New in version 1.1: String spacing settings!
For the brave, there is a git repo at github.com/pipakin/OpenSCAD-Font-Importer (This is not for the faint of heart, my python skills are substandard at best)
NOTE: Complicated glyphs can take a long time to render, and I've managed to crash OpenSCAD a LOT by using long strings. For example, "FONTZ!" takes 1 minute 30 seconds to render, while "This is a test string." takes significantly longer (on the order of 13 minutes). So if you are going to use this for something, I recommend generating your string, rendering it, and then outputting an STL to use in your design with import_stl.
- Freetype (2.4.4)
USAGE: python full_ddump -f [font file] -o [output file] -m [module name]

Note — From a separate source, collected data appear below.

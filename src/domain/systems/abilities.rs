// Ability casting: gate checks, the four targeting protocols, damage scaling
// and side-effect buffs. Casts resolve synchronously on command arrival; the
// only per-tick work is cooldown decay (driven by the world).

use super::combat::{self, TeamScores};
use crate::domain::buffs::{self, BuffDef};
use crate::domain::content::{AbilityDef, ContentDb, TargetProtocol};
use crate::domain::entities::{PlayerId, Team, UnitRef};
use crate::domain::math::Vec2;
use crate::domain::store::EntityStore;
use tracing::debug;

/// Cast gate failures reported back to the issuing session. `Invalid` covers
/// stale/malformed references which are silently dropped per the error
/// policy.
#[derive(Debug, Clone, Copy, PartialEq, Eq)]
pub enum CastError {
    NotLearned,
    OnCooldown,
    InsufficientMana,
    OutOfRange,
    Silenced,
    Invalid,
}

impl CastError {
    pub fn message(self) -> &'static str {
        match self {
            CastError::NotLearned => "ability not learned",
            CastError::OnCooldown => "ability on cooldown",
            CastError::InsufficientMana => "insufficient mana",
            CastError::OutOfRange => "target out of range",
            CastError::Silenced => "silenced",
            CastError::Invalid => "invalid target",
        }
    }
}
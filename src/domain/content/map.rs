// Map layout: bounds, obstacles, lane waypoints, tower and camp placements.
//
// Coordinates run 0..3000 on both axes; Radiant's base sits at the southwest
// corner, Dire's at the northeast. Dire lane waypoints are the Radiant list
// reversed.

use crate::domain::entities::{CombatStats, CreepKind, Lane, MonsterKind, Team};
use crate::domain::math::{Obstacle, Rect, Vec2};

#[derive(Debug, Clone)]
pub struct LaneWaypoints {
    pub lane: Lane,
    /// Ordered Radiant-to-Dire. Dire creeps walk it back to front.
    pub points: Vec<Vec2>,
}

impl LaneWaypoints {
    /// Waypoint list in march order for `team`.
    pub fn for_team(&self, team: Team) -> Vec<Vec2> {
        match team {
            Team::Radiant => self.points.clone(),
            Team::Dire => self.points.iter().rev().copied().collect(),
        }
    }
}

#[derive(Debug, Clone, Copy)]
pub struct TowerSpawn {
    pub team: Team,
    pub lane: Lane,
    pub tier: u8,
    pub pos: Vec2,
}

#[derive(Debug, Clone, Copy)]
pub struct MonsterSpawn {
    pub kind: MonsterKind,
    pub offset: Vec2,
}

#[derive(Debug, Clone)]
pub struct CampSpawn {
    pub tier: u8,
    pub affinity: Option<Team>,
    pub pos: Vec2,
    pub monsters: Vec<MonsterSpawn>,
}

#[derive(Debug, Clone, Copy)]
pub struct CreepStats {
    pub health: i32,
    pub attack_damage: i32,
    pub attack_speed: f32,
    pub attack_range: f32,
    pub armor: i32,
    pub move_speed: f32,
    pub gold_bounty: u32,
    pub xp_bounty: u32,
}

impl CreepStats {
    pub fn combat(&self) -> CombatStats {
        CombatStats {
            attack_damage: self.attack_damage,
            attack_speed: self.attack_speed,
            attack_range: self.attack_range,
            armor: self.armor,
            magic_resist: 0,
            move_speed: self.move_speed,
        }
    }
}

#[derive(Debug, Clone)]
pub struct MapConfig {
    pub bounds: Rect,
    pub obstacles: Vec<Obstacle>,
    pub lanes: Vec<LaneWaypoints>,
    pub towers: Vec<TowerSpawn>,
    pub camps: Vec<CampSpawn>,
    pub radiant_spawn: Vec2,
    pub dire_spawn: Vec2,
    pub tower_health: i32,
    pub tower_attack_damage: i32,
    pub tower_attack_speed: f32,
    pub tower_attack_range: f32,
    pub tower_armor: i32,
}

impl MapConfig {
    pub fn spawn_point(&self, team: Team) -> Vec2 {
        match team {
            Team::Radiant => self.radiant_spawn,
            Team::Dire => self.dire_spawn,
        }
    }

    pub fn lane(&self, lane: Lane) -> &LaneWaypoints {
        &self.lanes[lane.index()]
    }

    pub fn tower_combat_stats(&self) -> CombatStats {
        CombatStats {
            attack_damage: self.tower_attack_damage,
            attack_speed: self.tower_attack_speed,
            attack_range: self.tower_attack_range,
            armor: self.tower_armor,
            magic_resist: 0,
            move_speed: 0.0,
        }
    }

    pub fn creep_stats(&self, kind: CreepKind) -> CreepStats {
        match kind {
            CreepKind::Melee => CreepStats {
                health: 550,
                attack_damage: 20,
                attack_speed: 1.0,
                attack_range: 100.0,
                armor: 2,
                move_speed: 260.0,
                gold_bounty: 24,
                xp_bounty: 30,
            },
            CreepKind::Ranged => CreepStats {
                health: 300,
                attack_damage: 24,
                attack_speed: 1.0,
                attack_range: 400.0,
                armor: 0,
                move_speed: 260.0,
                gold_bounty: 30,
                xp_bounty: 35,
            },
            CreepKind::Siege => CreepStats {
                health: 900,
                attack_damage: 40,
                attack_speed: 0.6,
                attack_range: 500.0,
                armor: 10,
                move_speed: 240.0,
                gold_bounty: 60,
                xp_bounty: 60,
            },
        }
    }

    pub fn monster_stats(&self, kind: MonsterKind) -> CreepStats {
        match kind {
            MonsterKind::Wolf => CreepStats {
                health: 500,
                attack_damage: 28,
                attack_speed: 1.1,
                attack_range: 120.0,
                armor: 4,
                move_speed: 310.0,
                gold_bounty: 40,
                xp_bounty: 50,
            },
            MonsterKind::Golem => CreepStats {
                health: 1100,
                attack_damage: 45,
                attack_speed: 0.7,
                attack_range: 140.0,
                armor: 12,
                move_speed: 280.0,
                gold_bounty: 90,
                xp_bounty: 110,
            },
            MonsterKind::Ancient => CreepStats {
                health: 2200,
                attack_damage: 70,
                attack_speed: 0.6,
                attack_range: 160.0,
                armor: 18,
                move_speed: 270.0,
                gold_bounty: 200,
                xp_bounty: 250,
            },
        }
    }
}

pub fn builtin_map() -> MapConfig {
    let lanes = vec![
        LaneWaypoints {
            lane: Lane::Top,
            points: vec![
                Vec2::new(150.0, 800.0),
                Vec2::new(150.0, 2200.0),
                Vec2::new(250.0, 2750.0),
                Vec2::new(800.0, 2850.0),
                Vec2::new(2200.0, 2850.0),
                Vec2::new(2850.0, 2850.0),
            ],
        },
        LaneWaypoints {
            lane: Lane::Mid,
            points: vec![
                Vec2::new(600.0, 600.0),
                Vec2::new(1500.0, 1500.0),
                Vec2::new(2400.0, 2400.0),
                Vec2::new(2850.0, 2850.0),
            ],
        },
        LaneWaypoints {
            lane: Lane::Bot,
            points: vec![
                Vec2::new(800.0, 150.0),
                Vec2::new(2200.0, 150.0),
                Vec2::new(2750.0, 250.0),
                Vec2::new(2850.0, 800.0),
                Vec2::new(2850.0, 2200.0),
                Vec2::new(2850.0, 2850.0),
            ],
        },
    ];

    let mut towers = Vec::new();
    let lane_towers: [(Lane, [Vec2; 3], [Vec2; 3]); 3] = [
        (
            Lane::Top,
            [
                Vec2::new(150.0, 2100.0),
                Vec2::new(150.0, 1400.0),
                Vec2::new(150.0, 700.0),
            ],
            [
                Vec2::new(900.0, 2850.0),
                Vec2::new(1600.0, 2850.0),
                Vec2::new(2300.0, 2850.0),
            ],
        ),
        (
            Lane::Mid,
            [
                Vec2::new(1050.0, 1050.0),
                Vec2::new(800.0, 800.0),
                Vec2::new(550.0, 550.0),
            ],
            [
                Vec2::new(1950.0, 1950.0),
                Vec2::new(2200.0, 2200.0),
                Vec2::new(2450.0, 2450.0),
            ],
        ),
        (
            Lane::Bot,
            [
                Vec2::new(2100.0, 150.0),
                Vec2::new(1400.0, 150.0),
                Vec2::new(700.0, 150.0),
            ],
            [
                Vec2::new(2850.0, 900.0),
                Vec2::new(2850.0, 1600.0),
                Vec2::new(2850.0, 2300.0),
            ],
        ),
    ];
    for (lane, radiant, dire) in lane_towers {
        for (i, pos) in radiant.into_iter().enumerate() {
            towers.push(TowerSpawn {
                team: Team::Radiant,
                lane,
                tier: (i + 1) as u8,
                pos,
            });
        }
        for (i, pos) in dire.into_iter().enumerate() {
            towers.push(TowerSpawn {
                team: Team::Dire,
                lane,
                tier: (i + 1) as u8,
                pos,
            });
        }
    }
    // Four tier-4 base towers per team; losing all four loses the match.
    for pos in [
        Vec2::new(400.0, 200.0),
        Vec2::new(200.0, 400.0),
        Vec2::new(420.0, 420.0),
        Vec2::new(280.0, 280.0),
    ] {
        towers.push(TowerSpawn {
            team: Team::Radiant,
            lane: Lane::Mid,
            tier: 4,
            pos,
        });
    }
    for pos in [
        Vec2::new(2600.0, 2800.0),
        Vec2::new(2800.0, 2600.0),
        Vec2::new(2580.0, 2580.0),
        Vec2::new(2720.0, 2720.0),
    ] {
        towers.push(TowerSpawn {
            team: Team::Dire,
            lane: Lane::Mid,
            tier: 4,
            pos,
        });
    }

    let camps = vec![
        CampSpawn {
            tier: 1,
            affinity: Some(Team::Radiant),
            pos: Vec2::new(650.0, 1500.0),
            monsters: vec![
                MonsterSpawn {
                    kind: MonsterKind::Wolf,
                    offset: Vec2::new(-40.0, 0.0),
                },
                MonsterSpawn {
                    kind: MonsterKind::Wolf,
                    offset: Vec2::new(40.0, 0.0),
                },
            ],
        },
        CampSpawn {
            tier: 2,
            affinity: Some(Team::Radiant),
            pos: Vec2::new(1500.0, 650.0),
            monsters: vec![MonsterSpawn {
                kind: MonsterKind::Golem,
                offset: Vec2::ZERO,
            }],
        },
        CampSpawn {
            tier: 1,
            affinity: Some(Team::Dire),
            pos: Vec2::new(2350.0, 1500.0),
            monsters: vec![
                MonsterSpawn {
                    kind: MonsterKind::Wolf,
                    offset: Vec2::new(-40.0, 0.0),
                },
                MonsterSpawn {
                    kind: MonsterKind::Wolf,
                    offset: Vec2::new(40.0, 0.0),
                },
            ],
        },
        CampSpawn {
            tier: 2,
            affinity: Some(Team::Dire),
            pos: Vec2::new(1500.0, 2350.0),
            monsters: vec![MonsterSpawn {
                kind: MonsterKind::Golem,
                offset: Vec2::ZERO,
            }],
        },
        CampSpawn {
            tier: 2,
            affinity: None,
            pos: Vec2::new(2000.0, 800.0),
            monsters: vec![MonsterSpawn {
                kind: MonsterKind::Ancient,
                offset: Vec2::ZERO,
            }],
        },
    ];

    MapConfig {
        bounds: Rect::new(0.0, 0.0, 3000.0, 3000.0),
        obstacles: vec![
            Obstacle::Circle {
                center: Vec2::new(900.0, 1800.0),
                radius: 140.0,
            },
            Obstacle::Circle {
                center: Vec2::new(2100.0, 1200.0),
                radius: 140.0,
            },
            Obstacle::Box(Rect::new(1250.0, 600.0, 1450.0, 1000.0)),
            Obstacle::Box(Rect::new(1550.0, 2000.0, 1750.0, 2400.0)),
        ],
        lanes,
        towers,
        camps,
        radiant_spawn: Vec2::new(150.0, 150.0),
        dire_spawn: Vec2::new(2850.0, 2850.0),
        tower_health: 2600,
        tower_attack_damage: 110,
        tower_attack_speed: 0.8,
        tower_attack_range: 600.0,
        tower_armor: 20,
    }
}
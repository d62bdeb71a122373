// Item economy: buying (stacking, build-from component credit) and selling.

use crate::domain::content::{ContentDb, ItemId, StatBlock};
use crate::domain::entities::{INVENTORY_SLOTS, ItemStack, Player, PlayerId};
use crate::domain::store::EntityStore;
use tracing::debug;

#[derive(Debug, Clone, Copy, PartialEq, Eq)]
pub enum ShopError {
    UnknownItem,
    NotEnoughGold,
    InventoryFull,
    EmptySlot,
}

impl ShopError {
    pub fn message(self) -> &'static str {
        match self {
            ShopError::UnknownItem => "unknown item",
            ShopError::NotEnoughGold => "not enough gold",
            ShopError::InventoryFull => "inventory full",
            ShopError::EmptySlot => "nothing to sell in that slot",
        }
    }
}

/// Buy `item` for `player`; returns the occupied inventory slot.
pub fn buy(
    store: &mut EntityStore,
    content: &ContentDb,
    player: PlayerId,
    item: ItemId,
) -> Result<usize, ShopError> {
    let def = content.item(item).ok_or(ShopError::UnknownItem)?.clone();
    let p = store.player_mut(player).ok_or(ShopError::UnknownItem)?;

    // Stackable items merge into an existing under-capacity stack at full
    // price and never consume components.
    if let Some(limit) = def.stack_limit {
        if let Some(slot) = p
            .inventory
            .iter()
            .position(|s| s.is_some_and(|s| s.item == item && s.count < limit))
        {
            if p.gold < def.cost {
                return Err(ShopError::NotEnoughGold);
            }
            p.gold -= def.cost;
            if let Some(stack) = &mut p.inventory[slot] {
                stack.count += 1;
            }
            apply_stats(p, &def.stats, 1);
            debug!(player = player.0, item = def.name, slot, "item stacked");
            return Ok(slot);
        }
    }

    // Owned build-from components are consumed and credited against the
    // price; the charge never drops below zero.
    let mut consumed: Vec<usize> = Vec::new();
    let mut credit: u32 = 0;
    for component in &def.builds_from {
        if let Some(slot) = component_slot(p, *component, &consumed) {
            consumed.push(slot);
            if let Some(cdef) = content.item(*component) {
                credit += cdef.cost;
            }
        }
    }
    let price = def.cost.saturating_sub(credit);
    if p.gold < price {
        return Err(ShopError::NotEnoughGold);
    }

    // Consumed component slots count as free for the placement check.
    let free = p.inventory.iter().filter(|s| s.is_none()).count() + consumed.len();
    if free == 0 {
        return Err(ShopError::InventoryFull);
    }

    for &slot in &consumed {
        if let Some(stack) = p.inventory[slot].take() {
            if let Some(cdef) = content.item(stack.item) {
                apply_stats(p, &cdef.stats, -1);
            }
        }
    }
    let slot = p
        .inventory
        .iter()
        .position(|s| s.is_none())
        .unwrap_or(INVENTORY_SLOTS - 1);

    p.gold -= price;
    p.inventory[slot] = Some(ItemStack { item, count: 1 });
    apply_stats(p, &def.stats, 1);
    debug!(player = player.0, item = def.name, slot, price, "item bought");
    Ok(slot)
}

fn component_slot(p: &Player, component: ItemId, consumed: &[usize]) -> Option<usize> {
    p.inventory.iter().enumerate().position(|(i, s)| {
        !consumed.contains(&i) && s.is_some_and(|s| s.item == component && s.count == 1)
    })
}

/// Sell one unit from `slot`; returns the item and the gold credited.
pub fn sell(
    store: &mut EntityStore,
    content: &ContentDb,
    player: PlayerId,
    slot: usize,
) -> Result<(ItemId, u32), ShopError> {
    let p = store.player_mut(player).ok_or(ShopError::EmptySlot)?;
    let Some(stack) = p.inventory.get(slot).copied().flatten() else {
        return Err(ShopError::EmptySlot);
    };
    let def = content.item(stack.item).ok_or(ShopError::UnknownItem)?.clone();

    if stack.count > 1 {
        if let Some(s) = &mut p.inventory[slot] {
            s.count -= 1;
        }
    } else {
        p.inventory[slot] = None;
    }
    p.gold += def.sell_value;
    apply_stats(p, &def.stats, -1);
    debug!(player = player.0, item = def.name, slot, "item sold");
    Ok((stack.item, def.sell_value))
}

/// Apply (or reverse, sign = -1) an item's flat stat deltas. Current
/// health/mana top up with gained maximums and clamp when they shrink.
fn apply_stats(p: &mut Player, stats: &StatBlock, sign: i32) {
    p.max_health += stats.health * sign;
    p.health = (p.health + stats.health * sign).clamp(1, p.max_health.max(1));
    p.max_mana += stats.mana * sign;
    p.mana = (p.mana + stats.mana * sign).clamp(0, p.max_mana.max(0));
    p.stats.attack_damage += stats.attack_damage * sign;
    p.stats.attack_speed += stats.attack_speed * sign as f32;
    p.stats.armor += stats.armor * sign;
    p.stats.magic_resist += stats.magic_resist * sign;
    p.stats.move_speed += stats.move_speed * sign as f32;
    p.spell_power += stats.spell_power * sign;
}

--strings [name of strings file] (default none)
--size [size of characters] (default 12)
--height [z height of characters] (default 10)
--startcode [hex unicode value to start at] (default 021)
--endcode [hex unicode value to end at] (default 07E)
--spacing [size in mm of spacing between letters] (default 0)
--space [character to base the size of spaces after] (default 'x')
--spacewidth [specific size of the space character in mm] (default none)
Your scad file must include the produced scad. The produced scad references the font_base.scad file, so you'll need it too.
example: include <FreeSerif.scad>
To render a letter, you call the module with that letter (or ordinal)
Example: FreeSerif("S"); or FreeSerif("0x41"); or FreeSerif(65);
To use string layouts, you have to provide a string file. This file is a list of strings (separated by newlines). To use a string, it must match this file exactly. Then you can call the module with those strings.